Rocky Instead of Gassy
Based on what is known about this solar system, certain assumptions were made about planets like BD+205946. One of the assumptions was that it would be mostly a gassy planet. Those assumptions proved incorrect. It is actually mostly made up of rocky material. In fact, this exoplanet is now the largest rocky planet known. As of 2014, Kepler 10c was known as the largest rocky exoplanet that the world was aware of.
Details About the Largest Rocky Exoplanet
While each laboratory research notebook is full of information that the average person may not be able to comprehend, it’s easy enough to break things down so that they are concepts that are easier to grasp. This planet orbits in a different solar system. It is found in the Taurus constellation, 500 light-years away.
The mass of the Earth is 5.5 grams per cubic centimeter. By contrast, the largest rocky exoplanet is 8 grams per cubic centimeter. Its width is double that of the Earth, as well, and it is 16 times as massive as the Earth.
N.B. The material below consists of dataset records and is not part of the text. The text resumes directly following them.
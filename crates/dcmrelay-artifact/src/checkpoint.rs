//! Send checkpoint (`core/send_checkpoint_<toolkit>_<mode>.json`, spec
//! §3/§4.6/§4.7). Three distinct filenames — `send_checkpoint_toolF_files`,
//! `send_checkpoint_toolF_folders`, `send_checkpoint_toolT` — so switching
//! ToolF send-mode on the same run directory can't conflate checkpoints.

use camino::Utf8Path;
use dcmrelay_types::Toolkit;
use dcmrelay_types::record::SendCheckpoint;

use crate::error::ArtifactError;
use crate::layout::resolve_run_artifact_path;

fn checkpoint_filename(toolkit: Toolkit, folder_mode: bool) -> String {
    match (toolkit, folder_mode) {
        (Toolkit::ToolF, true) => "send_checkpoint_toolF_folders.json".to_string(),
        (Toolkit::ToolF, false) => "send_checkpoint_toolF_files.json".to_string(),
        (Toolkit::ToolT, _) => "send_checkpoint_toolT.json".to_string(),
    }
}

/// Resolve the checkpoint path for `toolkit`/`folder_mode` under `run_dir`.
pub fn checkpoint_path(
    run_dir: &Utf8Path,
    toolkit: Toolkit,
    folder_mode: bool,
    for_write: bool,
) -> Result<camino::Utf8PathBuf, ArtifactError> {
    let filename = checkpoint_filename(toolkit, folder_mode);
    resolve_run_artifact_path(run_dir, &filename, for_write).map_err(|source| ArtifactError::Read {
        path: run_dir.join(&filename),
        source,
    })
}

/// Load the checkpoint, if present. `None` means "no checkpoint yet" (fresh
/// run), which callers treat the same as `done_units = 0`.
pub fn load_send_checkpoint(
    run_dir: &Utf8Path,
    toolkit: Toolkit,
    folder_mode: bool,
) -> Result<Option<SendCheckpoint>, ArtifactError> {
    let path = checkpoint_path(run_dir, toolkit, folder_mode, false)?;
    if !path.exists() {
        return Ok(None);
    }
    let text = std::fs::read_to_string(&path).map_err(|source| ArtifactError::Read {
        path: path.clone(),
        source,
    })?;
    let checkpoint = serde_json::from_str(&text).map_err(|source| ArtifactError::Json {
        path: path.clone(),
        source,
    })?;
    Ok(Some(checkpoint))
}

/// Atomically persist the checkpoint. Called after every `ITEM`-mode unit and
/// at every `CHUNK_SYNC` boundary (spec §4.7).
pub fn write_send_checkpoint(
    run_dir: &Utf8Path,
    toolkit: Toolkit,
    folder_mode: bool,
    checkpoint: &SendCheckpoint,
) -> Result<(), ArtifactError> {
    let path = checkpoint_path(run_dir, toolkit, folder_mode, true)?;
    let text = serde_json::to_string_pretty(checkpoint).map_err(|source| ArtifactError::Json {
        path: path.clone(),
        source,
    })?;
    dcmrelay_util::atomic_write::write_file_atomic(&path, &text)?;
    Ok(())
}

#[cfg(test)]
mod tests {
    use super::*;
    use dcmrelay_types::CheckpointMode;
    use tempfile::tempdir;

    #[test]
    fn round_trips_through_disk() {
        let dir = tempdir().unwrap();
        let run_dir = Utf8Path::from_path(dir.path()).unwrap();
        assert!(
            load_send_checkpoint(run_dir, Toolkit::ToolF, false)
                .unwrap()
                .is_none()
        );

        let checkpoint = SendCheckpoint {
            done_units: 5,
            done_files: 5,
            updated_at: "2026-07-28T00:00:00".into(),
            checkpoint_mode: CheckpointMode::Item,
            checkpoint_reason: "item".into(),
        };
        write_send_checkpoint(run_dir, Toolkit::ToolF, false, &checkpoint).unwrap();
        let loaded = load_send_checkpoint(run_dir, Toolkit::ToolF, false)
            .unwrap()
            .unwrap();
        assert_eq!(loaded.done_units, 5);
    }

    #[test]
    fn toolf_files_and_folders_checkpoints_are_distinct() {
        let dir = tempdir().unwrap();
        let run_dir = Utf8Path::from_path(dir.path()).unwrap();
        let files_cp = SendCheckpoint {
            done_units: 1,
            done_files: 1,
            updated_at: "2026-07-28T00:00:00".into(),
            checkpoint_mode: CheckpointMode::Item,
            checkpoint_reason: "item".into(),
        };
        write_send_checkpoint(run_dir, Toolkit::ToolF, false, &files_cp).unwrap();
        assert!(
            load_send_checkpoint(run_dir, Toolkit::ToolF, true)
                .unwrap()
                .is_none()
        );
        assert_eq!(
            checkpoint_path(run_dir, Toolkit::ToolF, false, false)
                .unwrap()
                .file_name(),
            Some("send_checkpoint_toolF_files.json")
        );
        assert_eq!(
            checkpoint_path(run_dir, Toolkit::ToolF, true, false)
                .unwrap()
                .file_name(),
            Some("send_checkpoint_toolF_folders.json")
        );
    }
}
There have always been a lot of questions about the justification of the budget allocated to exploring space. Some people feel it is a waste of time, while others recognize the need to search for answers to many questions. The Kepler space telescope was one of the things that was questioned. It monitors space by watching for any silhouettes that pass by existing stars. That doesn’t necessarily mean that the object orbits the star it passes in front of, but it gives a good idea of its size and location.
Some may see the fact that the exoplanet wasn’t gassy as originally thought to be a sign that scientists made a mistake. On the contrary; it may be more of a breakthrough than a mistake. Remember that scientists can only go by their existing database of knowledge. In this case, the estimations were so extremely different than the reality, that it opens a whole new door to future discoveries.
If solar systems outside of this one operate so differently such that the planet is rocky instead of gassy, what other rules may not apply? Do the rules vary from solar system to solar system, or is this just a fluke? Only more resources and focus on these discoveries can provide the answers.